Modalità del trattamento
I dati personali saranno trattati anche con strumenti automatizzati per il tempo strettamente necessario a conseguire gli scopi per cui sono stati raccolti. L’Agenzia delle Entrate attua idonee misure per garantire che i dati forniti vengano trattati in modo adeguato e conforme alle finalità per cui vengono gestiti; l’Agenzia delle Entrate impiega idonee misure di sicurezza, organizzative, tecniche e fisiche, per tutelare le informazioni dall’alterazione, dalla distruzione, dalla perdita, dal furto o dall’utilizzo improprio o illegittimo. Il modello può essere consegnato a soggetti intermediari individuati dalla legge (centri di assistenza, associazioni di categoria e professionisti) che tratteranno i dati
esclusivamente per la finalità di trasmissione del modello all’Agenzia delle Entrate. Per la sola attività di trasmissione, gli intermediari assumono la qualifica di “titolare del trattamento” quando i dati entrano nella loro disponibilità e sotto il loro diretto controllo.

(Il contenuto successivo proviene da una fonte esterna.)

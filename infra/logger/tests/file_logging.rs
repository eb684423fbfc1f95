use folio_logger::{LevelFilter, Logger};
use std::fs;
use std::time::Duration;
use tempfile::tempdir;

#[test]
fn file_logging_writes_a_log_file() -> Result<(), Box<dyn std::error::Error>> {
    let tmp_dir = tempdir()?;
    let log_dir = tmp_dir.path().join("logs");

    let logger = Logger::builder()
        .name("integration-file-logging")
        .console(false)
        .path(&log_dir)
        .level(LevelFilter::INFO)
        .init()?;

    assert!(logger.has_file_output());
    tracing::info!(flags = 12, "rendered env file");

    std::thread::sleep(Duration::from_millis(30));
    drop(logger);

    let log_file = fs::read_dir(&log_dir)?
        .flatten()
        .map(|entry| entry.path())
        .find(|path| path.extension().and_then(|ext| ext.to_str()) == Some("log"))
        .expect("log file should be created");

    let contents = fs::read_to_string(&log_file)?;
    assert!(contents.contains("rendered env file"));

    Ok(())
}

Categorie di destinatari dei dati personali
I suoi dati personali non saranno oggetto di diffusione, tuttavia, se necessario potranno essere comunicati:

  • ai soggetti cui la comunicazione dei dati debba essere effettuata in adempimento di un obbligo previsto dalla legge, da un regolamento o dalla normativa comunitaria, ovvero per adempiere ad un ordine dell’Autorità Giudiziaria;
  • ai soggetti designati dal Titolare, in qualità di Responsabili, ovvero alle persone autorizzate al trattamento dei dati personali che operano sotto l’autorità diretta del titolare o del responsabile;
  • ad altri eventuali soggetti terzi, nei casi espressamente previsti dalla legge, ovvero ancora se la comunicazione si renderà necessaria per la tutela dell’Agenzia in sede giudiziaria, nel rispetto delle vigenti disposizioni in materia di protezione dei dati personali.

Titolare del trattamento
Titolare del trattamento dei dati personali è l’Agenzia delle Entrate, con sede in Roma, via Giorgione 106 – 00147.

Responsabile del trattamento
L’Agenzia delle Entrate si avvale di Sogei Spa, in qualità di partner tecnologico al quale è affidata la gestione del sistema informativo dell’Anagrafe tributaria, e di SOSE Spa, in qualità di partner metodologico, alla quale è affidata l’elaborazione e l’aggiornamento degli indici sintetici di affidabilità fiscale nonché le attività di analisi correlate, per questo individualmente designate Responsabile del trattamento ai sensi dell’art. 28 del Regolamento (UE) 2016/679.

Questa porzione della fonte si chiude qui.